Collected data
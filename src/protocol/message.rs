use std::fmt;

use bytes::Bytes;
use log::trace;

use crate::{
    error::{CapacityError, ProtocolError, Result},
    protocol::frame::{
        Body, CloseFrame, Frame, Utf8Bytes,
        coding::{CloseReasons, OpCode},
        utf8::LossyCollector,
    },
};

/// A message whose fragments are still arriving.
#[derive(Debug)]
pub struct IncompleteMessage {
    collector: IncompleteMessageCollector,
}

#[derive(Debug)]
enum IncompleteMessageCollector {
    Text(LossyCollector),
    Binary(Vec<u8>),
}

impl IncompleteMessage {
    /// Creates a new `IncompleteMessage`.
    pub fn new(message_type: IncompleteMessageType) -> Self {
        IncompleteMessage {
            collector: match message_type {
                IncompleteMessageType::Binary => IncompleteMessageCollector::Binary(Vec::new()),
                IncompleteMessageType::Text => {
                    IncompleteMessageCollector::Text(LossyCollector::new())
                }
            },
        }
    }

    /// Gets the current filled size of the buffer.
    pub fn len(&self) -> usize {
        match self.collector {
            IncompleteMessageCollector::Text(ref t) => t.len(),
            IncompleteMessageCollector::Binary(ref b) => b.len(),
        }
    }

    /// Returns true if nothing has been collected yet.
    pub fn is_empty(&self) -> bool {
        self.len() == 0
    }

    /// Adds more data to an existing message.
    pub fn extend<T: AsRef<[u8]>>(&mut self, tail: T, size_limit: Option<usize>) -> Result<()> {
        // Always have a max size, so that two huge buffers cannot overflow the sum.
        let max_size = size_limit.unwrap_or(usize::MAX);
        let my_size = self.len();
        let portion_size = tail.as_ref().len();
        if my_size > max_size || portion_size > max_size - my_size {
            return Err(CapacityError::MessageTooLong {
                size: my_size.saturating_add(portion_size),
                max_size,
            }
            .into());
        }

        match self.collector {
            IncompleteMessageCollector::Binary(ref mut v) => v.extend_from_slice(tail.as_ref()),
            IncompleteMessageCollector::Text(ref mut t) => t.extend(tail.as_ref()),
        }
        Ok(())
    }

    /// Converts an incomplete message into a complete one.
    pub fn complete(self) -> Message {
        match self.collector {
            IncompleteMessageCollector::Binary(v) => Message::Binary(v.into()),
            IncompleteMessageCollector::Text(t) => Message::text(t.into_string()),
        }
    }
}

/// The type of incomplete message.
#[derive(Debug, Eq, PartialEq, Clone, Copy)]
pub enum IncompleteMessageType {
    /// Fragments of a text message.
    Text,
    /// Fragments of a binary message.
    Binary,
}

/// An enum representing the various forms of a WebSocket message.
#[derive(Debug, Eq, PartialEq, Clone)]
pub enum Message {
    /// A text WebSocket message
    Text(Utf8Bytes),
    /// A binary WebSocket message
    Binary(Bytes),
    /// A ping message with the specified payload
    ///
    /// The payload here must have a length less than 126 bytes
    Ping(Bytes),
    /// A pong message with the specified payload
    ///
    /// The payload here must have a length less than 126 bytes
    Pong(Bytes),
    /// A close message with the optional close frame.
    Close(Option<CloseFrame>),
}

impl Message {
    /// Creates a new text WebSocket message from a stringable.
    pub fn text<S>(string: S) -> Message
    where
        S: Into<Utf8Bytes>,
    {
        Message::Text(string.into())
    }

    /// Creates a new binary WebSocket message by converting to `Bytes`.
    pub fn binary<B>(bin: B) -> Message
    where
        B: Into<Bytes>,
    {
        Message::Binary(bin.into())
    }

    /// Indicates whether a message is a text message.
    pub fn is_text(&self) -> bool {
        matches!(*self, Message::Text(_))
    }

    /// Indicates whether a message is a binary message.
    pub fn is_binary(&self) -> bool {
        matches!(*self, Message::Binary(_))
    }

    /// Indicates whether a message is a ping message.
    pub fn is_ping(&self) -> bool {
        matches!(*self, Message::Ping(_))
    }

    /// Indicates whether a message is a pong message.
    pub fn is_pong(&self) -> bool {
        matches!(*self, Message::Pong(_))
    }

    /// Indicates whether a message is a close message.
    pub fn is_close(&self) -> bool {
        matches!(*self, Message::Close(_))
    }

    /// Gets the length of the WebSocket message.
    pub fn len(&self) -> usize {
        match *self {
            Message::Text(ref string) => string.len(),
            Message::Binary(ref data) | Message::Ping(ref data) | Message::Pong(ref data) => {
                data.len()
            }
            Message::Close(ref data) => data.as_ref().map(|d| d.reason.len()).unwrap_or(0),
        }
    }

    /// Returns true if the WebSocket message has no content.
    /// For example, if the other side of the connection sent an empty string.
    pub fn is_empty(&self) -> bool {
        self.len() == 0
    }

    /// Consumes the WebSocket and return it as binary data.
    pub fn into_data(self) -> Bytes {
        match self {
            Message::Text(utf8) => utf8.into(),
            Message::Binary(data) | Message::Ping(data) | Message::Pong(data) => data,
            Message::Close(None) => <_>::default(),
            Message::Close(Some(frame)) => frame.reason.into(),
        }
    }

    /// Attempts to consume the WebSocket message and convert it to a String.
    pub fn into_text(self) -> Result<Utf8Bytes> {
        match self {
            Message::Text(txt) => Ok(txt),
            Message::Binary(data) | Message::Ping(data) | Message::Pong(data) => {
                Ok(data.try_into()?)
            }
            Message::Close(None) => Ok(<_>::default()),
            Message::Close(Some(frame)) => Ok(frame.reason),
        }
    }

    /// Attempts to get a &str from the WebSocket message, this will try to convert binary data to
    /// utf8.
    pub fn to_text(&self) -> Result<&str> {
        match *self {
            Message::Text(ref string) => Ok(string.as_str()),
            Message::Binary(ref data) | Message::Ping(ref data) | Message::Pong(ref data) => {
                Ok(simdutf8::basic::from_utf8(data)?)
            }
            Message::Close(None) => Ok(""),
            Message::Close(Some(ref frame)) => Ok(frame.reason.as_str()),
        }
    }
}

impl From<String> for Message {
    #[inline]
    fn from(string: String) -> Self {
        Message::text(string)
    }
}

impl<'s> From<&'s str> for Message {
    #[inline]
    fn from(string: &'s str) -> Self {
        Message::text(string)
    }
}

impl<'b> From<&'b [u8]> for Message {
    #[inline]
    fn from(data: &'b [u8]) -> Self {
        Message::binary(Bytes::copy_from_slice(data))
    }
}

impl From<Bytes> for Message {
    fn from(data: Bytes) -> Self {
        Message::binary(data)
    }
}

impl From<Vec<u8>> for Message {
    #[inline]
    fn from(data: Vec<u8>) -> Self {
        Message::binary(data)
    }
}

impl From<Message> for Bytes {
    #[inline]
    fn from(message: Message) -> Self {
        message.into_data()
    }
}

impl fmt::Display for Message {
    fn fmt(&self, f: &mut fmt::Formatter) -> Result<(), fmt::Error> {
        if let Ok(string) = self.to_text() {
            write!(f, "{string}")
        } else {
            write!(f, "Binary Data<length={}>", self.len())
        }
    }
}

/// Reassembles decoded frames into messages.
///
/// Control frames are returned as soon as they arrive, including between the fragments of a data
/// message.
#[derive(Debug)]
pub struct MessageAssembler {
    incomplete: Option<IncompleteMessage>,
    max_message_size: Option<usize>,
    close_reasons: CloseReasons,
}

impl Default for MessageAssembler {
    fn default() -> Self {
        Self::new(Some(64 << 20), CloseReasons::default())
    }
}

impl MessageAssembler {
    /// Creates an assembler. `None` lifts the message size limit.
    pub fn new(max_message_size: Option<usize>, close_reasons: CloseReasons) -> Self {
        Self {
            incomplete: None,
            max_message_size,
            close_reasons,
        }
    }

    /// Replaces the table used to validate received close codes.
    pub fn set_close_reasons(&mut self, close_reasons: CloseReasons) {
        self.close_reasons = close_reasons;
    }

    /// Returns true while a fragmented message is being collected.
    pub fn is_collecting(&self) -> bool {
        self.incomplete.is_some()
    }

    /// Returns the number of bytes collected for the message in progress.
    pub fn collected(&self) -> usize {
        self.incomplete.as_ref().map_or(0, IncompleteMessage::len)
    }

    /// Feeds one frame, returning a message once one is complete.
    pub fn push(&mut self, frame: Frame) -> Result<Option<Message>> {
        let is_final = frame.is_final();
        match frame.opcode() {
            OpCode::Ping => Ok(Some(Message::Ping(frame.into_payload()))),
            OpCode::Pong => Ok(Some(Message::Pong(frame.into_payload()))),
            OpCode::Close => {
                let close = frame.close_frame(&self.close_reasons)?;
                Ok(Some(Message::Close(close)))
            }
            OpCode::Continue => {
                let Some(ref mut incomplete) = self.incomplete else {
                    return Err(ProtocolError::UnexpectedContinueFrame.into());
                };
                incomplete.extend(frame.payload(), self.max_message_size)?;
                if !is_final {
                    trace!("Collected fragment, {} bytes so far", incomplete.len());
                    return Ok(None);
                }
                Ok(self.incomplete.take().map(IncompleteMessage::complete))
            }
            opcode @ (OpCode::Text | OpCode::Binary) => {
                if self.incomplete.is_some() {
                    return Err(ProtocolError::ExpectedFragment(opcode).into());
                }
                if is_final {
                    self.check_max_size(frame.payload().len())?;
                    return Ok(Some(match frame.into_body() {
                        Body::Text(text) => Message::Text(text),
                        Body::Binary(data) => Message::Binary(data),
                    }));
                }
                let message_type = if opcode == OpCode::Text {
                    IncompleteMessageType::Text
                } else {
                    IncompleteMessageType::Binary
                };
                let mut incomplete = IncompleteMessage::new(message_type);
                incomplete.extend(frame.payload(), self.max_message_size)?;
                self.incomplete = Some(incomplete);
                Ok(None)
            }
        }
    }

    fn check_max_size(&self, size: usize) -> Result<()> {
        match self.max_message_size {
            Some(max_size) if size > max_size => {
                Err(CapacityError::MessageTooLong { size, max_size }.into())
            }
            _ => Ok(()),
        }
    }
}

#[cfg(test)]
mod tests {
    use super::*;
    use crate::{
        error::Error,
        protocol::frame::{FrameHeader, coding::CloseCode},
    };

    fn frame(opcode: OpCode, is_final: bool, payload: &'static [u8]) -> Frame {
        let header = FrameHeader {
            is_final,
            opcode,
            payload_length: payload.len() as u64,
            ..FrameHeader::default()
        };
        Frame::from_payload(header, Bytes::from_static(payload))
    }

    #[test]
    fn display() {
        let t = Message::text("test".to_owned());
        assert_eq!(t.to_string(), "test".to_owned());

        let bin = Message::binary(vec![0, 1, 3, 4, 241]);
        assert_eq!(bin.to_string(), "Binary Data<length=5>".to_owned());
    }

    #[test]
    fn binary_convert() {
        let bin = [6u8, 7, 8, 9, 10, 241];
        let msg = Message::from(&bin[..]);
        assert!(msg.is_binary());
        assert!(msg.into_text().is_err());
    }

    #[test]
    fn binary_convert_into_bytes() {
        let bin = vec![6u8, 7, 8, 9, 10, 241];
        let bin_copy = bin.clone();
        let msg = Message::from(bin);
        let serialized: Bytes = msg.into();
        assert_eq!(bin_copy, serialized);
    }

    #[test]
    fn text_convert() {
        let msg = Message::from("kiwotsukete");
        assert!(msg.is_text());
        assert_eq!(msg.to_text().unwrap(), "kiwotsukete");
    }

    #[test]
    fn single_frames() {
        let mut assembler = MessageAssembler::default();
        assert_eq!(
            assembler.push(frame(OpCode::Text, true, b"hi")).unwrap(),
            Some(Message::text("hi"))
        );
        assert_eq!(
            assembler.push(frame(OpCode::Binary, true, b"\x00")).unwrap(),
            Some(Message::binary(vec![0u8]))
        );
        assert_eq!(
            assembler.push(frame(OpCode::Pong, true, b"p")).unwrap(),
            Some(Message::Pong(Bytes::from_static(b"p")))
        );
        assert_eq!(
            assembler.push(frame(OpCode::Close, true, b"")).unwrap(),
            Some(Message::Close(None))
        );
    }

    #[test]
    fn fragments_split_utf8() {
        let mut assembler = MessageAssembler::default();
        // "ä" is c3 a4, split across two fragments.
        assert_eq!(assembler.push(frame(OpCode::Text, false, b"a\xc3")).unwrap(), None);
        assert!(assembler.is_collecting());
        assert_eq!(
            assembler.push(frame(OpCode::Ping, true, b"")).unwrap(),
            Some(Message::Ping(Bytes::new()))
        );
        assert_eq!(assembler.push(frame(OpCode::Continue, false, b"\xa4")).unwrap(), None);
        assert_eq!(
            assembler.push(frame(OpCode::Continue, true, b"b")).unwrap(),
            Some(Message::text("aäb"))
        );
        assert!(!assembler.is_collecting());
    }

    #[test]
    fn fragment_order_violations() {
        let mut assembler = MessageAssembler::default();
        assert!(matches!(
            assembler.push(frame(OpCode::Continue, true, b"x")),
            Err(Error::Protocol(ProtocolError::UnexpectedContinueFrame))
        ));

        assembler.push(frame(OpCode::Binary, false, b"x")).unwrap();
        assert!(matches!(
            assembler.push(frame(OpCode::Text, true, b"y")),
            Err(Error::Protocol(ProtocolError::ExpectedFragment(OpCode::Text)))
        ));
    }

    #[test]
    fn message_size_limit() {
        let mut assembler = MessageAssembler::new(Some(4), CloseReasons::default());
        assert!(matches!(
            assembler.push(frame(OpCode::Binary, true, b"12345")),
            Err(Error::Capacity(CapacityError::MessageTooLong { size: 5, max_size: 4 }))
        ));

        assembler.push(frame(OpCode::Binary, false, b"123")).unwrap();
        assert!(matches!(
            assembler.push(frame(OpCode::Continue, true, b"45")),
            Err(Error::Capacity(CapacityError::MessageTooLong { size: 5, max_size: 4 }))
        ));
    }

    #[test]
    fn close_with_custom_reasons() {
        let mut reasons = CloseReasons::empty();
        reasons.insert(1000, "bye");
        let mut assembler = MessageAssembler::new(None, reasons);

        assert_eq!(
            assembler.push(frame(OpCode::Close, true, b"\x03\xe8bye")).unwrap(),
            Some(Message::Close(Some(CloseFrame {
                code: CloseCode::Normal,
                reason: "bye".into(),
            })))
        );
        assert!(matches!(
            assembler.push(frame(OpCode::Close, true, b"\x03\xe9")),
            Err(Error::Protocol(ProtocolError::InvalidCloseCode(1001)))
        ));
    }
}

◆ WHAT IS NEEDED ◆
Retype only the stretch of lines above starting at the one with "pub enum IncompleteMessageType" and stopping at the one with "pub fn is_close(&self)", exactly as written, with both kept.

◆ RESPONSE ◆
pub enum IncompleteMessageType {
    /// Fragments of a text message.
    Text,
    /// Fragments of a binary message.
    Binary,
}

/// An enum representing the various forms of a WebSocket message.
#[derive(Debug, Eq, PartialEq, Clone)]
pub enum Message {
    /// A text WebSocket message
    Text(Utf8Bytes),
    /// A binary WebSocket message
    Binary(Bytes),
    /// A ping message with the specified payload
    ///
    /// The payload here must have a length less than 126 bytes
    Ping(Bytes),
    /// A pong message with the specified payload
    ///
    /// The payload here must have a length less than 126 bytes
    Pong(Bytes),
    /// A close message with the optional close frame.
    Close(Option<CloseFrame>),
}

impl Message {
    /// Creates a new text WebSocket message from a stringable.
    pub fn text<S>(string: S) -> Message
    where
        S: Into<Utf8Bytes>,
    {
        Message::Text(string.into())
    }

    /// Creates a new binary WebSocket message by converting to `Bytes`.
    pub fn binary<B>(bin: B) -> Message
    where
        B: Into<Bytes>,
    {
        Message::Binary(bin.into())
    }

    /// Indicates whether a message is a text message.
    pub fn is_text(&self) -> bool {
        matches!(*self, Message::Text(_))
    }

    /// Indicates whether a message is a binary message.
    pub fn is_binary(&self) -> bool {
        matches!(*self, Message::Binary(_))
    }

    /// Indicates whether a message is a ping message.
    pub fn is_ping(&self) -> bool {
        matches!(*self, Message::Ping(_))
    }

    /// Indicates whether a message is a pong message.
    pub fn is_pong(&self) -> bool {
        matches!(*self, Message::Pong(_))
    }

    /// Indicates whether a message is a close message.
    pub fn is_close(&self) -> bool {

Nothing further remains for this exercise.